• Problem description: Repeat the records below exactly, beginning at the first line and finishing with the line that contains "pub const DEFAULT_MODELS_DIR: &str".

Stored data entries
//! Emulator configuration types.

use emulator_spi::{EmulatorError, ModelType, Predictor, Result};
use serde::{Deserialize, Serialize};
use std::path::{Path, PathBuf};

/// Environment variable overriding the model artifact directory.
pub const MODELS_DIR_ENV: &str = "MINTER_MODELS_DIR";

/// Artifact directory used when nothing else is configured.
pub const DEFAULT_MODELS_DIR: &str = "models";

/// Default prediction horizon: six years of daily steps.
pub const DEFAULT_TIME_STEPS: usize = 2190;

/// Where artifacts and reference tables live, and how warm-up behaves.
#[derive(Debug, Clone, PartialEq, Serialize, Deserialize)]
#[serde(default)]
pub struct EmulatorConfig {
    /// Directory holding one artifact per (predictor, model type)
    pub models_dir: PathBuf,
    /// External net-efficacy table; the built-in table is used when unset
    pub net_efficacy_table: Option<PathBuf>,
    /// External prevalence-to-EIR calibration; built-in when unset
    pub eir_calibration: Option<PathBuf>,
    /// Fail warm-up on the first missing artifact
    pub strict_warm_up: bool,
}

impl Default for EmulatorConfig {
    fn default() -> Self {
        Self {
            models_dir: PathBuf::from(DEFAULT_MODELS_DIR),
            net_efficacy_table: None,
            eir_calibration: None,
            strict_warm_up: false,
        }
    }
}

impl EmulatorConfig {
    /// Defaults with environment overrides applied.
    pub fn from_env() -> Self {
        Self::default().with_env_overrides()
    }

    /// Load a JSON configuration file. Missing keys take their defaults.
    pub fn from_file<P: AsRef<Path>>(path: P) -> Result<Self> {
        let path = path.as_ref();
        let text = std::fs::read_to_string(path).map_err(|source| EmulatorError::Io {
            path: path.to_path_buf(),
            source,
        })?;
        serde_json::from_str(&text).map_err(|e| EmulatorError::InvalidArtifact {
            path: path.to_path_buf(),
            reason: e.to_string(),
        })
    }

    /// Replace `models_dir` with `MINTER_MODELS_DIR` when it is set and non-empty.
    pub fn with_env_overrides(mut self) -> Self {
        if let Some(dir) = std::env::var_os(MODELS_DIR_ENV).filter(|v| !v.is_empty()) {
            self.models_dir = PathBuf::from(dir);
        }
        self
    }

    pub fn with_models_dir<P: Into<PathBuf>>(mut self, dir: P) -> Self {
        self.models_dir = dir.into();
        self
    }

    pub fn with_net_efficacy_table<P: Into<PathBuf>>(mut self, path: P) -> Self {
        self.net_efficacy_table = Some(path.into());
        self
    }

    pub fn with_eir_calibration<P: Into<PathBuf>>(mut self, path: P) -> Self {
        self.eir_calibration = Some(path.into());
        self
    }

    pub fn with_strict_warm_up(mut self, strict: bool) -> Self {
        self.strict_warm_up = strict;
        self
    }
}

/// What to predict for a batch and whether to time it.
#[derive(Debug, Clone, PartialEq, Serialize, Deserialize)]
#[serde(default)]
pub struct RunOptions {
    /// Outcomes to forecast
    pub predictors: Vec<Predictor>,
    /// Model architectures to run for each predictor
    pub model_types: Vec<ModelType>,
    /// Number of daily steps per trajectory
    pub time_steps: usize,
    /// Record per-stage wall-clock timings
    pub benchmark: bool,
}

impl Default for RunOptions {
    fn default() -> Self {
        Self {
            predictors: vec![Predictor::Prevalence],
            model_types: vec![ModelType::Lstm],
            time_steps: DEFAULT_TIME_STEPS,
            benchmark: false,
        }
    }
}

impl RunOptions {
    pub fn new() -> Self {
        Self::default()
    }

    pub fn predictors<I: IntoIterator<Item = Predictor>>(mut self, predictors: I) -> Self {
        self.predictors = predictors.into_iter().collect();
        self
    }

    pub fn model_types<I: IntoIterator<Item = ModelType>>(mut self, model_types: I) -> Self {
        self.model_types = model_types.into_iter().collect();
        self
    }

    pub fn time_steps(mut self, time_steps: usize) -> Self {
        self.time_steps = time_steps;
        self
    }

    pub fn benchmark(mut self, benchmark: bool) -> Self {
        self.benchmark = benchmark;
        self
    }

    /// Reject requests that could never produce output.
    pub fn validate(&self) -> Result<()> {
        if self.time_steps == 0 {
            return Err(EmulatorError::InvalidTimeSteps(self.time_steps));
        }
        if self.predictors.is_empty() {
            return Err(EmulatorError::invalid_parameter(
                "predictor",
                "at least one predictor is required",
            ));
        }
        if self.model_types.is_empty() {
            return Err(EmulatorError::invalid_parameter(
                "model_types",
                "at least one model type is required",
            ));
        }
        Ok(())
    }
}

#[cfg(test)]
mod tests {
    use super::*;
    use std::io::Write;

    #[test]
    fn test_config_default() {
        let config = EmulatorConfig::default();
        assert_eq!(config.models_dir, PathBuf::from("models"));
        assert!(config.net_efficacy_table.is_none());
        assert!(!config.strict_warm_up);
    }

    #[test]
    fn test_config_builders() {
        let config = EmulatorConfig::default()
            .with_models_dir("/srv/models")
            .with_net_efficacy_table("/srv/itn.json")
            .with_strict_warm_up(true);
        assert_eq!(config.models_dir, PathBuf::from("/srv/models"));
        assert_eq!(config.net_efficacy_table, Some(PathBuf::from("/srv/itn.json")));
        assert!(config.strict_warm_up);
    }

    #[test]
    fn test_config_from_file_fills_defaults() {
        let mut file = tempfile::NamedTempFile::new().unwrap();
        writeln!(file, r#"{{"models_dir": "/data/minte"}}"#).unwrap();
        let config = EmulatorConfig::from_file(file.path()).unwrap();
        assert_eq!(config.models_dir, PathBuf::from("/data/minte"));
        assert!(config.eir_calibration.is_none());
    }

    #[test]
    fn test_config_from_missing_file() {
        let err = EmulatorConfig::from_file("/nonexistent/minte.json").unwrap_err();
        assert!(matches!(err, EmulatorError::Io { .. }));
    }

    #[test]
    fn test_config_from_malformed_file() {
        let mut file = tempfile::NamedTempFile::new().unwrap();
        writeln!(file, "not json").unwrap();
        let err = EmulatorConfig::from_file(file.path()).unwrap_err();
        assert!(matches!(err, EmulatorError::InvalidArtifact { .. }));
    }

    #[test]
    fn test_run_options_default() {
        let options = RunOptions::default();
        assert_eq!(options.predictors, vec![Predictor::Prevalence]);
        assert_eq!(options.model_types, vec![ModelType::Lstm]);
        assert_eq!(options.time_steps, 2190);
        assert!(!options.benchmark);
        assert!(options.validate().is_ok());
    }

    #[test]
    fn test_run_options_rejects_zero_steps() {
        let err = RunOptions::new().time_steps(0).validate().unwrap_err();
        assert!(matches!(err, EmulatorError::InvalidTimeSteps(0)));
    }

    #[test]
    fn test_run_options_rejects_empty_predictors() {
        let err = RunOptions::new().predictors(Vec::new()).validate().unwrap_err();
        assert!(err.to_string().contains("predictor"));
    }

    #[test]
    fn test_run_options_deserialize_partial() {
        let options: RunOptions =
            serde_json::from_str(r#"{"predictors": ["prevalence", "cases"], "benchmark": true}"#)
                .unwrap();
        assert_eq!(options.predictors.len(), 2);
        assert_eq!(options.time_steps, DEFAULT_TIME_STEPS);
        assert!(options.benchmark);
    }
}
//! Net efficacy aggregation
//!
//! Combines per-net-type usage fractions and a resistance level into a single
//! `dn0` and an overall net usage. Per-type efficacy comes from a lookup table
//! of `dn0` against resistance, one curve per canonical net type.

use crate::lookup::LookupCurve;
use emulator_spi::{DN0Result, EmulatorError, NetType, Result};
use once_cell::sync::OnceCell;
use serde::Deserialize;
use std::collections::BTreeMap;
use std::path::Path;
use std::sync::Arc;

const BUILTIN_TABLE: &str = include_str!("../data/net_efficacy.json");
const BUILTIN_SOURCE: &str = "<builtin>/net_efficacy.json";

/// Tolerance on the usage sum before it counts as exceeding 1.
pub const USAGE_SUM_TOLERANCE: f64 = 1e-9;

static BUILTIN: OnceCell<Arc<NetEfficacyTable>> = OnceCell::new();

#[derive(Deserialize)]
struct TableDocument {
    resistance: Vec<f64>,
    curves: BTreeMap<NetType, Vec<f64>>,
}

/// Baseline `dn0` curves over resistance, one per net type.
#[derive(Debug, Clone, PartialEq)]
pub struct NetEfficacyTable {
    curves: BTreeMap<NetType, LookupCurve>,
}

impl NetEfficacyTable {
    /// The embedded table, parsed once per process.
    pub fn builtin() -> Result<Arc<Self>> {
        BUILTIN
            .get_or_try_init(|| {
                Self::from_json(Path::new(BUILTIN_SOURCE), BUILTIN_TABLE).map(Arc::new)
            })
            .cloned()
    }

    /// Load an external table.
    pub fn from_path<P: AsRef<Path>>(path: P) -> Result<Self> {
        let path = path.as_ref();
        if !path.exists() {
            return Err(EmulatorError::ArtifactNotFound {
                what: "Net efficacy table".to_string(),
                path: path.to_path_buf(),
                hint: "Check `net_efficacy_table` in the emulator configuration, or unset it to use the built-in table.".to_string(),
            });
        }
        let text = std::fs::read_to_string(path).map_err(|source| EmulatorError::Io {
            path: path.to_path_buf(),
            source,
        })?;
        Self::from_json(path, &text)
    }

    /// Parse and validate a table document. `source` is used in error messages.
    pub fn from_json(source: &Path, text: &str) -> Result<Self> {
        let document: TableDocument =
            serde_json::from_str(text).map_err(|e| EmulatorError::InvalidArtifact {
                path: source.to_path_buf(),
                reason: e.to_string(),
            })?;

        let mut curves = BTreeMap::new();
        for net in NetType::ALL {
            let values = document.curves.get(&net).cloned().ok_or_else(|| {
                EmulatorError::InvalidArtifact {
                    path: source.to_path_buf(),
                    reason: format!("missing curve for {net}"),
                }
            })?;
            if values.iter().any(|v| !(0.0..=1.0).contains(v)) {
                return Err(EmulatorError::InvalidArtifact {
                    path: source.to_path_buf(),
                    reason: format!("{net}: dn0 values must lie in [0, 1]"),
                });
            }
            let curve = LookupCurve::new(
                source,
                net.canonical_name(),
                document.resistance.clone(),
                values,
            )?;
            let (lo, hi) = curve.domain();
            if lo > 0.0 || hi < 1.0 {
                return Err(EmulatorError::InvalidArtifact {
                    path: source.to_path_buf(),
                    reason: format!("resistance must span [0, 1], got [{lo}, {hi}]"),
                });
            }
            curves.insert(net, curve);
        }
        Ok(Self { curves })
    }

    /// Baseline `dn0` of `net` at `resistance` in [0, 1].
    pub fn dn0(&self, net: NetType, resistance: f64) -> Result<f64> {
        self.curves
            .get(&net)
            .and_then(|curve| curve.at(resistance))
            .ok_or_else(|| {
                EmulatorError::invalid_parameter(
                    "resistance_level",
                    format!("{resistance} is outside [0, 1]"),
                )
            })
    }
}

/// Usage-weighted combination of per-type net efficacy.
#[derive(Debug, Clone)]
pub struct NetEfficacyAggregator {
    table: Arc<NetEfficacyTable>,
}

impl NetEfficacyAggregator {
    pub fn new(table: Arc<NetEfficacyTable>) -> Self {
        Self { table }
    }

    /// Aggregator over the built-in table.
    pub fn builtin() -> Result<Self> {
        Ok(Self::new(NetEfficacyTable::builtin()?))
    }

    pub fn table(&self) -> &NetEfficacyTable {
        &self.table
    }

    /// Combine usages keyed by short code (`py_only`, ...).
    ///
    /// Unknown codes are rejected before anything else is checked.
    pub fn aggregate_codes<'a, I>(&self, resistance_level: f64, usage: I) -> Result<DN0Result>
    where
        I: IntoIterator<Item = (&'a str, f64)>,
    {
        let typed = usage
            .into_iter()
            .map(|(code, fraction)| NetType::from_short_code(code).map(|net| (net, fraction)))
            .collect::<Result<Vec<_>>>()?;
        self.aggregate(resistance_level, typed)
    }

    /// Combine usages keyed by net type.
    ///
    /// `itn_use` is the plain sum of the usages, which must not exceed 1.
    /// `dn0` is the usage-weighted mean of the per-type efficacies, or 0 when
    /// nobody uses a net.
    pub fn aggregate<I>(&self, resistance_level: f64, usage: I) -> Result<DN0Result>
    where
        I: IntoIterator<Item = (NetType, f64)>,
    {
        let mut by_type: BTreeMap<NetType, f64> = BTreeMap::new();
        for (net, fraction) in usage {
            if by_type.insert(net, fraction).is_some() {
                return Err(EmulatorError::invalid_parameter(
                    net.short_code(),
                    "net type supplied more than once",
                ));
            }
        }
        if by_type.is_empty() {
            return Err(EmulatorError::EmptyNetUsage);
        }
        if !resistance_level.is_finite() || !(0.0..=1.0).contains(&resistance_level) {
            return Err(EmulatorError::invalid_parameter(
                "resistance_level",
                format!("{resistance_level} is outside [0, 1]"),
            ));
        }

        let mut itn_use = 0.0;
        let mut weighted = 0.0;
        for (&net, &fraction) in &by_type {
            if !fraction.is_finite() || !(0.0..=1.0).contains(&fraction) {
                return Err(EmulatorError::invalid_parameter(
                    net.short_code(),
                    format!("usage {fraction} is outside [0, 1]"),
                ));
            }
            itn_use += fraction;
            weighted += fraction * self.table.dn0(net, resistance_level)?;
        }

        if itn_use > 1.0 + USAGE_SUM_TOLERANCE {
            return Err(EmulatorError::NetUsageExceedsOne { total: itn_use });
        }
        let dn0 = if itn_use > 0.0 { weighted / itn_use } else { 0.0 };
        Ok(DN0Result::new(dn0.clamp(0.0, 1.0), itn_use.min(1.0)))
    }
}

/// Aggregate short-code usages against the built-in table.
pub fn calculate_overall_dn0<'a, I>(resistance_level: f64, usage: I) -> Result<DN0Result>
where
    I: IntoIterator<Item = (&'a str, f64)>,
{
    NetEfficacyAggregator::builtin()?.aggregate_codes(resistance_level, usage)
}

• Output below:
//! Emulator configuration types.

use emulator_spi::{EmulatorError, ModelType, Predictor, Result};
use serde::{Deserialize, Serialize};
use std::path::{Path, PathBuf};

/// Environment variable overriding the model artifact directory.
pub const MODELS_DIR_ENV: &str = "MINTER_MODELS_DIR";

/// Artifact directory used when nothing else is configured.
pub const DEFAULT_MODELS_DIR: &str = "models";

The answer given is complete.